Failed to shut down TiDB cluster

Note:
This topic has been translated from a Chinese forum by GPT and might contain errors.

Original topic: tidb集群关闭失败

| username: Jackie492391142

[TiDB Usage Environment] Production Environment
[TiDB Version] 5.3.0
[Operation] Used the command tiup cluster stop tidb-cluster to shut down the cluster
[Encountered Issue] Unable to shut down the cluster
[Attachment: Screenshot/Log/Monitoring]
When using the command tiup cluster stop tidb-cluster to shut down the cluster, the following error is prompted. After resetting the passwordless login for the tidb user and re-executing the command, the same error is still prompted. The following error occurred when trying to shut down prometheus-9090 individually.

Error Prompt
Error: failed to stop prometheus: failed to stop: 192.168.1.7 prometheus-9090.service, please check the instance’s log(/tidb/tidb-deploy/prometheus-9090/log) for more detail.: executor.ssh.execute_failed: Failed to execute command over SSH for ‘tidb@192.168.1.7:22’ {ssh_stderr: , ssh_stdout: , ssh_command: export LANG=C; PATH=$PATH:/bin:/sbin:/usr/bin:/usr/sbin /usr/bin/sudo -H bash -c “systemctl daemon-reload && systemctl stop prometheus-9090.service”}, cause: ssh: handshake failed: ssh: unable to authenticate, attempted methods [none publickey], no supported methods remain

| username: 我是咖啡哥 | Original post link

First, use the tidb user on the control machine to test if passwordless login is working properly. Also, check if the tidb user has normal sudo permissions on the target machine.

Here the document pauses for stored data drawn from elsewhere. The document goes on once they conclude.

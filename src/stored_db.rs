//! Defines `StoredDb` type, which represents one disk-backed database file.
//!
//! Manages the file access to one sqlite3 file.
//! The sqlite3 file format is defined at https://www.sqlite.org/fileformat.html
//!

use std::path::Path;

use memmap2::{Mmap, MmapOptions};

use crate::btree::{self, table, Page, PageNum, RowId};
use crate::dbheader::{self, DbfileHeader};
use crate::sql_value::SqlValue;
use crate::typed_row::Row;

// Page 1 (the first page) is always a btree page, and it is the root page of the schema table.
// It has references to the root pages of other btrees.
pub const SCHEMA_TABLE_NAME: &str = "sqlite_schema";
const SCHEMA_TABLE_LEGACY_NAME: &str = "sqlite_master";
pub const SCHEMA_BTREE_ROOT_PAGENUM: PageNum = 1;
pub const SCHEMA_SCHEMA: &str =
    "CREATE TABLE sqlite_schema (type text, name text, tbl_name text, rootpage integer, sql text)";
const SCHEMA_TABLE_TYPE_COLIDX: usize = 0;
const SCHEMA_TABLE_NAME_COLIDX: usize = 1;
const SCHEMA_TABLE_TBL_NAME_COLIDX: usize = 2;
const SCHEMA_TABLE_ROOTPAGE_COLIDX: usize = 3;
const SCHEMA_TABLE_SQL_COLIDX: usize = 4;

/// Tables whose names start with this are internal to sqlite.
const RESERVED_NAME_PREFIX: &str = "sqlite_";

#[derive(thiserror::Error, Debug)]
pub enum Error {
    #[error("Error accessing database file: {0}")]
    Io(#[from] std::io::Error),
    #[error("Error in database header: {0}")]
    DbHdr(#[from] dbheader::Error),
    #[error("Error reading btree: {0}")]
    Btree(#[from] btree::Error),
    #[error("Table {0} not found in database.")]
    TableNameNotFound(String),
    #[error("Schema table row {rowid} is malformed: {detail}")]
    MalformedSchemaRow { rowid: RowId, detail: &'static str },
}

/// One row of the schema table, describing a table, index, view or trigger.
#[derive(Debug, Clone, PartialEq, Eq)]
pub struct SchemaEntry {
    /// One of "table", "index", "view" or "trigger".
    pub kind: String,
    pub name: String,
    pub tbl_name: String,
    /// Root page of the btree.  Zero for views and triggers.
    pub rootpage: PageNum,
    /// The CREATE statement.  Indexes that sqlite creates for UNIQUE and PRIMARY KEY constraints have none.
    pub sql: Option<String>,
}

impl SchemaEntry {
    fn from_row(row: &Row) -> Result<SchemaEntry, Error> {
        let malformed = |detail: &'static str| Error::MalformedSchemaRow {
            rowid: row.rowid,
            detail,
        };
        let text = |colidx: usize, detail: &'static str| row.get(colidx).as_text().cloned().ok_or_else(|| malformed(detail));
        let rootpage = match row.get(SCHEMA_TABLE_ROOTPAGE_COLIDX) {
            SqlValue::Int(i) => PageNum::try_from(*i).map_err(|_| malformed("rootpage out of range"))?,
            SqlValue::Null => 0,
            _ => return Err(malformed("rootpage is not an integer")),
        };
        let sql = match row.get(SCHEMA_TABLE_SQL_COLIDX) {
            SqlValue::Text(s) => Some(s.clone()),
            SqlValue::Null => None,
            _ => return Err(malformed("sql is not text")),
        };
        Ok(SchemaEntry {
            kind: text(SCHEMA_TABLE_TYPE_COLIDX, "type is not text")?,
            name: text(SCHEMA_TABLE_NAME_COLIDX, "name is not text")?,
            tbl_name: text(SCHEMA_TABLE_TBL_NAME_COLIDX, "tbl_name is not text")?,
            rootpage,
            sql,
        })
    }

    pub fn is_table(&self) -> bool {
        self.kind == "table"
    }
}

/// A `StoredDb` gives read-only access to one database file.
///
/// The file is memory mapped when opened and stays mapped until the `StoredDb` is dropped.  Pages read from it
/// borrow the mapping, so no page is copied.  The schema table is read once, when the file is opened.
///
/// There are a number of page types in a SQLite database: Summarizing the SQLite documentation:
/// > The complete state of an SQLite database is usually contained in a single file on disk called the "main database file".
/// >    The main database file consists of one or more pages.*
/// > -   Every page in the main database has a single use which is one of the following:
/// >    -   The lock-byte page
/// >    -   A freelist page
/// >    -   A b-tree page
/// >    -   A payload overflow page
/// >    -   A pointer map page
///
/// Only table b-tree pages are read.
pub struct StoredDb {
    mmap: Mmap,
    header: DbfileHeader,
    schema: Vec<SchemaEntry>,
}

impl StoredDb {
    /// opens a database file, verifies it is a SQLite db file, and reads its schema table.
    pub fn open(path: impl AsRef<Path>) -> Result<Self, Error> {
        let path = path.as_ref();
        let file = std::fs::File::open(path)?;
        // The mapping is read only; another process writing the file while it is open is not supported.
        let mmap = unsafe { MmapOptions::new().map(&file)? };
        let header = dbheader::get_header(&mmap)?;
        tracing::debug!("opened {}: {:?}", path.display(), header);
        let mut db = StoredDb {
            mmap,
            header,
            schema: vec![],
        };
        db.schema = db.read_schema()?;
        Ok(db)
    }

    fn read_schema(&self) -> Result<Vec<SchemaEntry>, Error> {
        self.rows_from(SCHEMA_BTREE_ROOT_PAGENUM)
            .map(|row| SchemaEntry::from_row(&row?))
            .collect()
    }

    fn rows_from(&self, root: PageNum) -> table::Iterator<'_> {
        table::Iterator::new(
            &self.mmap,
            root,
            self.page_size() as usize,
            self.usable_size() as usize,
        )
    }

    pub fn header(&self) -> &DbfileHeader {
        &self.header
    }

    pub fn page_size(&self) -> u32 {
        self.header.pagesize
    }

    /// Page size less the bytes reserved at the end of every page.
    pub fn usable_size(&self) -> u32 {
        self.header.usable_size()
    }

    /// Every row of the schema table, in rowid order.
    pub fn schema(&self) -> &[SchemaEntry] {
        &self.schema
    }

    /// Names of the tables created by the user, in schema order.
    pub fn table_names(&self) -> Vec<&str> {
        self.schema
            .iter()
            .filter(|e| e.is_table() && !e.name.starts_with(RESERVED_NAME_PREFIX))
            .map(|e| e.name.as_str())
            .collect()
    }

    /// Number of tables, including internal ones such as `sqlite_sequence`.
    pub fn number_of_tables(&self) -> usize {
        self.schema.iter().filter(|e| e.is_table()).count()
    }

    fn is_schema_table(table_name: &str) -> bool {
        table_name.eq_ignore_ascii_case(SCHEMA_TABLE_NAME)
            || table_name.eq_ignore_ascii_case(SCHEMA_TABLE_LEGACY_NAME)
    }

    fn find_table_entry(&self, table_name: &str) -> Option<&SchemaEntry> {
        self.schema
            .iter()
            .find(|e| e.is_table() && e.name.eq_ignore_ascii_case(table_name))
    }

    /// Get the root page number for `table_name`.  Names are matched without regard to ASCII case.
    pub fn get_root_pagenum(&self, table_name: &str) -> Option<PageNum> {
        if Self::is_schema_table(table_name) {
            return Some(SCHEMA_BTREE_ROOT_PAGENUM);
        }
        self.find_table_entry(table_name).map(|e| e.rootpage)
    }

    /// Get the SQL CREATE statement used to create `table_name`, or None.
    pub fn get_creation_sql(&self, table_name: &str) -> Option<String> {
        if Self::is_schema_table(table_name) {
            return Some(String::from(SCHEMA_SCHEMA));
        }
        self.find_table_entry(table_name).and_then(|e| e.sql.clone())
    }

    /// Reads page `pagenum` as a btree page.
    pub fn get_page(&self, pagenum: PageNum) -> Result<Page<'_>, Error> {
        Ok(btree::read_page(
            &self.mmap,
            pagenum,
            self.page_size() as usize,
            self.usable_size() as usize,
        )?)
    }

    /// Returns the root page of `table_name`, or None if there is no such table.
    pub fn find_table(&self, table_name: &str) -> Result<Option<Page<'_>>, Error> {
        match self.get_root_pagenum(table_name) {
            None => Ok(None),
            Some(pagenum) => Ok(Some(self.get_page(pagenum)?)),
        }
    }

    /// Iterates over the rows of `table_name` in rowid order.
    pub fn table_rows(&self, table_name: &str) -> Result<table::Iterator<'_>, Error> {
        let page = self
            .find_table(table_name)?
            .ok_or_else(|| Error::TableNameNotFound(table_name.to_owned()))?;
        Ok(page.rows())
    }
}

#[cfg(test)]
fn path_to_testdata(filename: &str) -> String {
    std::env::var("CARGO_MANIFEST_DIR").expect("CARGO_MANIFEST_DIR not set")
        + "/resources/test/"
        + filename
}

#[test]
fn test_open_db() {
    let path = path_to_testdata("sample.db");
    let db = StoredDb::open(path.as_str()).expect("Should have opened db.");
    assert_eq!(db.page_size(), 4096);
    assert_eq!(db.usable_size(), 4096);
    assert_eq!(db.table_names(), vec!["apples", "oranges"]);
    assert_eq!(db.number_of_tables(), 3);
}

#[test]
fn test_get_creation_sql() {
    let path = path_to_testdata("sample.db");
    let db = StoredDb::open(path.as_str()).expect("Should have opened db.");
    let create = db.get_creation_sql("oranges").expect("Should have looked up table.");
    assert_eq!(
        create.to_lowercase().replace('\n', " "),
        "create table oranges ( id integer primary key autoincrement, name text, description text )"
    );
    assert_eq!(db.get_creation_sql("sqlite_schema").unwrap(), SCHEMA_SCHEMA);
    assert_eq!(db.get_creation_sql("pears"), None);
}

#[test]
fn test_root_pagenum() {
    let path = path_to_testdata("sample.db");
    let db = StoredDb::open(path.as_str()).expect("Should have opened db.");
    let pn = db.get_root_pagenum("apples").expect("Should have looked up table.");
    assert_eq!(pn, 2);
    assert_eq!(db.get_root_pagenum("APPLES"), Some(2));
    let pn = db.get_root_pagenum("sqlite_schema").expect("Should have looked up table.");
    assert_eq!(pn, 1);
    assert_eq!(db.get_root_pagenum("sqlite_master"), Some(1));
}

#[test]
fn test_schema_entries() {
    let path = path_to_testdata("sample.db");
    let db = StoredDb::open(path.as_str()).expect("Should have opened db.");
    let kinds: Vec<(&str, &str)> = db
        .schema()
        .iter()
        .map(|e| (e.kind.as_str(), e.name.as_str()))
        .collect();
    assert_eq!(
        kinds,
        vec![("table", "apples"), ("table", "sqlite_sequence"), ("table", "oranges")]
    );
    assert!(db.schema().iter().all(|e| e.sql.is_some()));
}

#[test]
fn test_find_table() {
    let path = path_to_testdata("sample.db");
    let db = StoredDb::open(path.as_str()).expect("Should have opened db.");
    let page = db.find_table("apples").unwrap().expect("Should have found apples.");
    assert_eq!(page.pagenum(), 2);
    assert_eq!(page.number_of_cells(), 4);
    assert!(db.find_table("pears").unwrap().is_none());
    assert!(matches!(
        db.table_rows("pears"),
        Err(Error::TableNameNotFound(_))
    ));
    let schema_page = db.find_table("sqlite_schema").unwrap().unwrap();
    assert_eq!(schema_page.pagenum(), 1);
    assert_eq!(schema_page.number_of_cells(), 3);
}

#[test]
fn test_open_missing_file() {
    let path = path_to_testdata("no-such-file.db");
    assert!(matches!(StoredDb::open(path.as_str()), Err(Error::Io(_))));
}

#[test]
fn test_open_file_that_is_not_a_db() {
    use std::io::Write;
    let mut f = tempfile::NamedTempFile::new().unwrap();
    f.write_all(&[b'x'; 1024]).unwrap();
    f.flush().unwrap();
    assert!(matches!(
        StoredDb::open(f.path()),
        Err(Error::DbHdr(dbheader::Error::WrongMagic))
    ));
}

| username: Kongdom | Original post link

Judging by the error message, it seems to be an issue with passwordless authentication. Try resetting the SSH passwordless authentication.

| username: Jackie492391142 | Original post link

Thank you! The reason was due to upgrading the SSH version.

| username: Raymond | Original post link

Isn’t tiup supposed to use its own version of SSH?

| username: 会飞的土拨鼠 | Original post link

Use the command tiup cluster stop tidb-cluster to shut down the cluster. Failure might be related to SSH passwordless login. It could be due to the upgrade of OpenSSH to version 8.8p1 or above because of previous OpenSSH vulnerabilities, which changed some encryption methods. You need to reconfigure the passwordless login between the TiDB cluster and the control machine.

| username: 会飞的土拨鼠 | Original post link

Security scans may reveal some OpenSSH vulnerabilities (high risk). It is possible that manually upgrading to a higher version of OpenSSH has caused the control machine to be unable to control TiDB nodes via passwordless SSH.

| username: system | Original post link

This topic was automatically closed 60 days after the last reply. New replies are no longer allowed.